Quote:
Originally Posted by
holymadness 
Absolutely, and I think deconstruction has now become so ingrained in the academic psyche that it's almost become second-nature. We can all spot the categories and see how they generate behaviour when we sit down and think about them. Nevertheless, I find it difficult to separate discourse-based attitudes from phenomenological responses in real life, especially in matters of attraction. I can easily agree that identities are gendered and that markers of attraction are in large part culturally determined (one needs only to glance over history for this), but it's less clear to me that other aspects of sexuality and attraction don't precede social categories, especially if one agrees that homo/heterosexual inclinations (as opposed to activities) are not a choice. I suppose what I'm trying to say is that I don't see what kind of wiggle room you're looking for, because I don't understand how the
physical fact of male/male relationships should (logically) make them different
culturally from male/female ones, particularly since I don't believe in a template for the latter in any case. Perhaps I'm not expressing myself clearly, but this sort of conversation hardly lends itself to lucidity.

:
You are right; one thing I say on almost EVERY thread like this is that without knowing our audience clearly, their background or areas of research, it's almost impossible to be clear or thorough. As well, as you mentioned, it's hard to be lucid in GENERAL about this stuff, especially online. Wanna meet for a beer?

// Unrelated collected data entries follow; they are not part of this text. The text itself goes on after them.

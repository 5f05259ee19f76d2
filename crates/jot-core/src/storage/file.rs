use std::io::Write;
use std::path::{Path, PathBuf};

use tempfile::NamedTempFile;
use tracing::debug;

use super::{KeyValueStore, StorageError};

/// Directory-backed storage: each key lives in `<dir>/<key>.json`.
///
/// Writes go through a temp file in the same directory and are renamed into
/// place, so a reader never observes a half-written value.
#[derive(Debug, Clone)]
pub struct FileStorage {
    dir: PathBuf,
}

impl FileStorage {
    /// Wraps `dir` without touching the filesystem. Operations report
    /// [`StorageError::Unavailable`] while the directory does not exist.
    pub fn new(dir: impl Into<PathBuf>) -> Self {
        Self { dir: dir.into() }
    }

    /// Creates `dir` (and parents) if needed.
    pub fn open(dir: impl Into<PathBuf>) -> Result<Self, StorageError> {
        let dir = dir.into();
        std::fs::create_dir_all(&dir).map_err(|e| {
            StorageError::unavailable(format!("cannot create {}: {e}", dir.display()))
        })?;
        debug!(target: "jot::storage", dir = %dir.display(), "Opened file storage");
        Ok(Self { dir })
    }

    pub fn dir(&self) -> &Path {
        &self.dir
    }

    fn path_for(&self, key: &str) -> Result<PathBuf, StorageError> {
        let valid = !key.is_empty()
            && key
                .chars()
                .all(|c| c.is_ascii_alphanumeric() || c == '-' || c == '_');
        if !valid {
            return Err(StorageError::invalid_key(key));
        }
        Ok(self.dir.join(format!("{key}.json")))
    }

    fn ensure_available(&self) -> Result<(), StorageError> {
        if self.dir.is_dir() {
            Ok(())
        } else {
            Err(StorageError::unavailable(format!(
                "{} is not a directory",
                self.dir.display()
            )))
        }
    }
}

impl KeyValueStore for FileStorage {
    fn read(&self, key: &str) -> Result<Option<String>, StorageError> {
        let path = self.path_for(key)?;
        self.ensure_available()?;

        match std::fs::read_to_string(&path) {
            Ok(contents) => Ok(Some(contents)),
            Err(e) if e.kind() == std::io::ErrorKind::NotFound => Ok(None),
            Err(e) => Err(StorageError::io(key, e)),
        }
    }

    fn write(&self, key: &str, value: &str) -> Result<(), StorageError> {
        let path = self.path_for(key)?;
        self.ensure_available()?;

        let mut temp = NamedTempFile::new_in(&self.dir).map_err(|e| StorageError::io(key, e))?;
        temp.write_all(value.as_bytes())
            .map_err(|e| StorageError::io(key, e))?;
        temp.as_file()
            .sync_all()
            .map_err(|e| StorageError::io(key, e))?;
        temp.persist(&path)
            .map_err(|e| StorageError::io(key, e.error))?;

        debug!(target: "jot::storage", key, bytes = value.len(), "Wrote value");
        Ok(())
    }
}
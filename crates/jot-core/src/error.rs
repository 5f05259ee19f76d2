use thiserror::Error;

pub type Result<T> = std::result::Result<T, Error>;

#[derive(Debug, Error)]
pub enum Error {
    #[error("I/O error: {0}")]
    Io(#[from] std::io::Error),
    #[error("Configuration error: {0}")]
    Configuration(String),
}
pub mod cli;
pub mod commands;
pub mod error;

pub use jot_core::{preferences, storage, todo, utils};
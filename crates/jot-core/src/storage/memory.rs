use std::collections::HashMap;
use std::sync::RwLock;

use super::{KeyValueStore, StorageError};

/// Process-local storage. Nothing survives the process.
pub struct MemoryStorage {
    entries: RwLock<HashMap<String, String>>,
}

impl MemoryStorage {
    pub fn new() -> Self {
        Self {
            entries: RwLock::new(HashMap::new()),
        }
    }

    pub fn with_entries<K, V>(entries: impl IntoIterator<Item = (K, V)>) -> Self
    where
        K: Into<String>,
        V: Into<String>,
    {
        Self {
            entries: RwLock::new(
                entries
                    .into_iter()
                    .map(|(k, v)| (k.into(), v.into()))
                    .collect(),
            ),
        }
    }
}

impl Default for MemoryStorage {
    fn default() -> Self {
        Self::new()
    }
}

impl KeyValueStore for MemoryStorage {
    fn read(&self, key: &str) -> Result<Option<String>, StorageError> {
        let entries = self
            .entries
            .read()
            .map_err(|_| StorageError::lock_poisoned("entries"))?;
        Ok(entries.get(key).cloned())
    }

    fn write(&self, key: &str, value: &str) -> Result<(), StorageError> {
        let mut entries = self
            .entries
            .write()
            .map_err(|_| StorageError::lock_poisoned("entries"))?;
        entries.insert(key.to_string(), value.to_string());
        Ok(())
    }
}
//! Stored layout of the two lists.
//!
//! - `todos` → `{"todos": [{"id": 1, "content": "..."}, ...]}`
//! - `urgentTodos` → `{"urgentTodos": [{"id": 1, "content": "..."}, ...]}`

use std::collections::HashSet;

use serde::{Deserialize, Serialize};
use thiserror::Error;

use super::{TodoId, TodoItem};

pub const TODOS_KEY: &str = "todos";
pub const URGENT_TODOS_KEY: &str = "urgentTodos";

#[derive(Debug, Error)]
pub enum LayoutError {
    #[error("Malformed stored data: {0}")]
    Json(#[from] serde_json::Error),

    #[error("Malformed stored data: duplicate id {0}")]
    DuplicateId(TodoId),
}

#[derive(Serialize)]
struct TodosEnvelope<'a> {
    todos: &'a [TodoItem],
}

#[derive(Deserialize)]
struct OwnedTodosEnvelope {
    todos: Vec<TodoItem>,
}

#[derive(Serialize)]
#[serde(rename_all = "camelCase")]
struct UrgentEnvelope<'a> {
    urgent_todos: &'a [TodoItem],
}

#[derive(Deserialize)]
#[serde(rename_all = "camelCase")]
struct OwnedUrgentEnvelope {
    urgent_todos: Vec<TodoItem>,
}

pub fn encode_todos(todos: &[TodoItem]) -> Result<String, LayoutError> {
    Ok(serde_json::to_string(&TodosEnvelope { todos })?)
}

pub fn encode_urgent(urgent: &[TodoItem]) -> Result<String, LayoutError> {
    Ok(serde_json::to_string(&UrgentEnvelope {
        urgent_todos: urgent,
    })?)
}

/// Parses the `todos` value. Duplicate ids reject the whole list.
pub fn decode_todos(raw: &str) -> Result<Vec<TodoItem>, LayoutError> {
    let envelope: OwnedTodosEnvelope = serde_json::from_str(raw)?;

    let mut seen = HashSet::with_capacity(envelope.todos.len());
    for item in &envelope.todos {
        if !seen.insert(item.id) {
            return Err(LayoutError::DuplicateId(item.id));
        }
    }

    Ok(envelope.todos)
}

/// Parses the `urgentTodos` value. Only shape is checked here; membership in
/// the main list is the store's concern.
pub fn decode_urgent(raw: &str) -> Result<Vec<TodoItem>, LayoutError> {
    let envelope: OwnedUrgentEnvelope = serde_json::from_str(raw)?;
    Ok(envelope.urgent_todos)
}
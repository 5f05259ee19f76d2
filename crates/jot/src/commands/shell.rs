use std::io::{BufRead, IsTerminal, Write};

use clap::{Parser, Subcommand};
use eyre::Result;
use jot_core::preferences::DisplayPreferences;

use super::Command;
use super::todo::{EditMode, StorageTarget, TodoSession};
use crate::cli::args::TodoCommands;
use crate::error::Error;

const PROMPT: &str = "jot> ";

#[derive(Parser, Debug)]
#[command(no_binary_name = true, name = "jot", disable_version_flag = true)]
struct ShellLine {
    #[command(subcommand)]
    command: ShellCommands,
}

#[derive(Subcommand, Debug)]
enum ShellCommands {
    #[command(flatten)]
    Todo(TodoCommands),
    /// Leave the shell
    #[command(alias = "exit")]
    Quit,
}

/// Interactive session over one store, so an `edit` can be followed by an
/// `add` that puts the staged text back.
pub struct ShellCommand {
    pub storage: StorageTarget,
    pub display: DisplayPreferences,
}

impl Command for ShellCommand {
    fn execute(&self) -> Result<()> {
        let stdout = std::io::stdout();
        let color = stdout.is_terminal();
        let mut session = TodoSession::open(&self.storage, self.display.clone(), color);

        let stdin = std::io::stdin();
        run_shell(&mut session, stdin.lock(), &mut stdout.lock()).map_err(Into::into)
    }
}

pub fn run_shell(
    session: &mut TodoSession,
    mut input: impl BufRead,
    out: &mut dyn Write,
) -> std::result::Result<(), Error> {
    let mut line = String::new();

    loop {
        write!(out, "{PROMPT}")?;
        out.flush()?;

        line.clear();
        if input.read_line(&mut line)? == 0 {
            writeln!(out)?;
            break;
        }

        let words = match shell_words::split(line.trim()) {
            Ok(words) if words.is_empty() => continue,
            Ok(words) => words,
            Err(e) => {
                writeln!(out, "error: {e}")?;
                continue;
            }
        };

        let command = match ShellLine::try_parse_from(words) {
            Ok(parsed) => parsed.command,
            Err(e) => {
                write!(out, "{}", e.render())?;
                continue;
            }
        };

        match command {
            ShellCommands::Quit => break,
            ShellCommands::Todo(action) => {
                if let Err(e) = session.handle(&action, EditMode::Stage, out) {
                    writeln!(out, "error: {e}")?;
                }
            }
        }
    }

    if let Some(abandoned) = session.store_mut().take_pending_edit() {
        writeln!(out, "Discarded unfinished edit: {abandoned}")?;
    }
    Ok(())
}
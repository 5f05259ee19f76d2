use eyre::Result;

pub mod editor;
pub mod preferences;
pub mod shell;
pub mod todo;

pub trait Command {
    fn execute(&self) -> Result<()>;
}
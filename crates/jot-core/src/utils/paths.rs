use std::path::{Path, PathBuf};

use crate::error::Error;
use crate::preferences::Preferences;

/// Standardized application directories for Jot.
///
/// - User-level config: uses OS-specific dirs
/// - User-level data: uses OS-specific dirs
pub struct AppPaths;

impl AppPaths {
    /// Return the user-level config directory (platform-specific)
    pub fn user_config_dir() -> Option<PathBuf> {
        directories::ProjectDirs::from("", "", "jot").map(|d| d.config_dir().to_path_buf())
    }

    /// Return the user-level data directory (platform-specific)
    pub fn user_data_dir() -> Option<PathBuf> {
        directories::ProjectDirs::from("", "", "jot").map(|d| d.data_dir().to_path_buf())
    }

    /// Where the to-do lists live unless configured otherwise
    pub fn default_todo_dir() -> Option<PathBuf> {
        Self::user_data_dir().map(|d| d.join("todos"))
    }

    pub fn log_dir() -> Option<PathBuf> {
        Self::user_data_dir().map(|d| d.join("logs"))
    }

    /// Pick the storage directory: explicit override first, then
    /// preferences, then the platform default.
    pub fn resolve_todo_dir(
        override_dir: Option<&Path>,
        prefs: &Preferences,
    ) -> Result<PathBuf, Error> {
        if let Some(dir) = override_dir {
            return Ok(dir.to_path_buf());
        }
        if let Some(dir) = &prefs.storage.data_dir {
            return Ok(dir.clone());
        }
        Self::default_todo_dir().ok_or_else(|| {
            Error::Configuration("Could not determine data directory".to_string())
        })
    }
}
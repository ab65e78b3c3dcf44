//! Graceful shutdown and signal handling.
//!
//! Handles:
//! - SIGTERM/SIGINT: Graceful shutdown with connection draining
//! - SIGHUP: Certificate reload (manual TLS mode only)

use std::time::Duration;

use axum_server::tls_rustls::RustlsConfig;
use axum_server::Handle;

/// Setup graceful shutdown on SIGTERM and SIGINT.
///
/// When either signal is received, the server will:
/// 1. Stop accepting new connections
/// 2. Wait up to `timeout` for existing connections to complete
/// 3. Shutdown gracefully
pub fn setup_shutdown_handler(handle: Handle, timeout: Duration) {
    tokio::spawn(async move {
        let ctrl_c = async {
            if let Err(e) = tokio::signal::ctrl_c().await {
                tracing::error!(error = %e, "Failed to install Ctrl+C handler");
                std::future::pending::<()>().await;
            }
        };

        #[cfg(unix)]
        let terminate = async {
            match tokio::signal::unix::signal(tokio::signal::unix::SignalKind::terminate()) {
                Ok(mut sigterm) => {
                    sigterm.recv().await;
                }
                Err(e) => {
                    tracing::error!(error = %e, "Failed to install SIGTERM handler");
                    std::future::pending::<()>().await;
                }
            }
        };

        #[cfg(not(unix))]
        let terminate = std::future::pending::<()>();

        tokio::select! {
            _ = ctrl_c => {
                tracing::info!("Received Ctrl+C, initiating graceful shutdown");
            }
            _ = terminate => {
                tracing::info!("Received SIGTERM, initiating graceful shutdown");
            }
        }

        handle.graceful_shutdown(Some(timeout));
        tracing::info!(
            timeout_secs = timeout.as_secs(),
            "Graceful shutdown initiated, waiting for connections to close"
        );
    });
}

/// Setup SIGHUP handler for certificate reload (manual TLS mode).
///
/// When SIGHUP is received, the server will reload the certificate and key
/// files from disk without restarting. A failed reload keeps the old certificate.
#[cfg(unix)]
pub fn setup_reload_handler(tls_config: RustlsConfig, cert_path: String, key_path: String) {
    tokio::spawn(async move {
        let mut sighup =
            match tokio::signal::unix::signal(tokio::signal::unix::SignalKind::hangup()) {
                Ok(sighup) => sighup,
                Err(e) => {
                    tracing::error!(error = %e, "Failed to install SIGHUP handler");
                    return;
                }
            };

        while sighup.recv().await.is_some() {
            tracing::info!("Received SIGHUP, reloading TLS certificates");

            match tls_config.reload_from_pem_file(&cert_path, &key_path).await {
                Ok(()) => {
                    tracing::info!(cert = %cert_path, key = %key_path, "TLS certificates reloaded successfully");
                }
                Err(e) => {
                    tracing::error!(
                        error = %e,
                        cert = %cert_path,
                        key = %key_path,
                        "Failed to reload TLS certificates"
                    );
                }
            }
        }
    });
}

/// No-op reload handler for non-Unix platforms.
#[cfg(not(unix))]
pub fn setup_reload_handler(_tls_config: RustlsConfig, _cert_path: String, _key_path: String) {
    tracing::warn!("Certificate hot-reload via SIGHUP not supported on this platform");
}
//! Top-level error type for process startup.
//!
//! The health handler cannot fail, so there is no request-level error taxonomy;
//! everything that can go wrong happens before or while the listener is bound.

use crate::config::ConfigError;
use crate::http::ServerError;

#[derive(Debug, thiserror::Error)]
pub enum AppError {
    #[error(transparent)]
    Config(#[from] ConfigError),

    #[error(transparent)]
    Server(#[from] ServerError),

    #[error("Failed to initialize logging: {0}")]
    Logging(String),
}
//! HTTP/HTTPS server startup logic.
//!
//! Supports two TLS modes:
//! - None: Plain HTTP
//! - Manual: User-provided certificate files

use std::net::SocketAddr;

use axum::Router;
use axum_server::tls_rustls::RustlsConfig;
use axum_server::Handle;

use crate::config::{HttpServerConfig, TlsConfig, TlsMode};

use super::shutdown;

/// Server startup error
#[derive(Debug, thiserror::Error)]
pub enum ServerError {
    #[error("Failed to bind server: {0}")]
    Bind(#[from] std::io::Error),

    #[error("Failed to load TLS configuration: {0}")]
    TlsConfig(String),

    #[error("Server error: {0}")]
    Server(String),
}

/// Start the HTTP/HTTPS server based on configuration.
///
/// The caller owns `handle` and uses it to trigger shutdown (see
/// [`super::setup_shutdown_handler`]) or to learn the bound address. This
/// function blocks until the server shuts down.
pub async fn start_server(
    app: Router,
    config: &HttpServerConfig,
    handle: Handle,
) -> Result<(), ServerError> {
    let addr = config
        .socket_addr()
        .map_err(|e| ServerError::Server(e.to_string()))?;

    match config.tls.mode {
        TlsMode::None => start_plain_server(app, addr, handle).await,
        TlsMode::Manual => start_manual_tls_server(app, addr, &config.tls, handle).await,
    }
}

/// Start a plain HTTP server (no TLS).
async fn start_plain_server(
    app: Router,
    addr: SocketAddr,
    handle: Handle,
) -> Result<(), ServerError> {
    tracing::info!(%addr, "Starting HTTP server (no TLS)");

    axum_server::bind(addr)
        .handle(handle)
        .serve(app.into_make_service())
        .await
        .map_err(ServerError::Bind)
}

/// Start HTTPS server with user-provided certificates.
async fn start_manual_tls_server(
    app: Router,
    addr: SocketAddr,
    tls_config: &TlsConfig,
    handle: Handle,
) -> Result<(), ServerError> {
    let (Some(cert_path), Some(key_path)) = (&tls_config.cert_path, &tls_config.key_path) else {
        return Err(ServerError::TlsConfig(
            "manual TLS mode requires cert_path and key_path".to_string(),
        ));
    };

    tracing::info!(%addr, cert = %cert_path, key = %key_path, "Starting HTTPS server (manual certs)");

    // Another component may already have installed a provider; either way one is set
    let _ = rustls::crypto::aws_lc_rs::default_provider().install_default();

    let rustls_config = RustlsConfig::from_pem_file(cert_path, key_path)
        .await
        .map_err(|e| ServerError::TlsConfig(format!("Failed to load certificates: {}", e)))?;

    // Setup SIGHUP handler for certificate reload
    shutdown::setup_reload_handler(rustls_config.clone(), cert_path.clone(), key_path.clone());

    axum_server::bind_rustls(addr, rustls_config)
        .handle(handle)
        .serve(app.into_make_service())
        .await
        .map_err(ServerError::Bind)
}
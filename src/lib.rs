//! email-service liveness server.
//!
//! Serves `GET /health` with a fixed "Server running" body and wildcard CORS,
//! so orchestrators and browser dashboards can check that the process is up.

pub mod config;
pub mod error;
pub mod http;
pub mod middleware;
pub mod routes;

pub use error::AppError;
pub use routes::create_router;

I'm with you on the second and third paragraphs and don't have an answer, at least not one that I could get into here without getting the WALL OF TEXT slam from others and not one that has anything definitive about it.

The "wiggle room" I mentioned is only a sneaking suspicion I have, or a "sense" or feeling of something that I don't know that we're really yet in a position to explore. The lines of sexuality are blurring faster than anybody would have believed, for better or for worse, and what all of those lines mean isn't so clear cut. I don't feel like gay guys yet have a set of possibilities for them as a way of life that is so much "desirable" as much as it is simply a form of desire (this, again, is a Foucaultian notion, something he just started to explore when he died). Further, I think that what IS there... namely a form or reflection of a straight relationship... isn't satisfactory. Nevertheless, I think these things are changing and that "wiggle room" is perhaps the freeplay or breathing space that can give us something on which to build. As I've said before, I don't think there really "is" a gay culture yet, or at least not something that is legitimate or authentic in and of itself. We're getting there, but until we do, a lot of guys are going to continue feeling "out of place" in relation to their desires and the conceptual mindsets that are open to them that would allow them to THINK about those desires.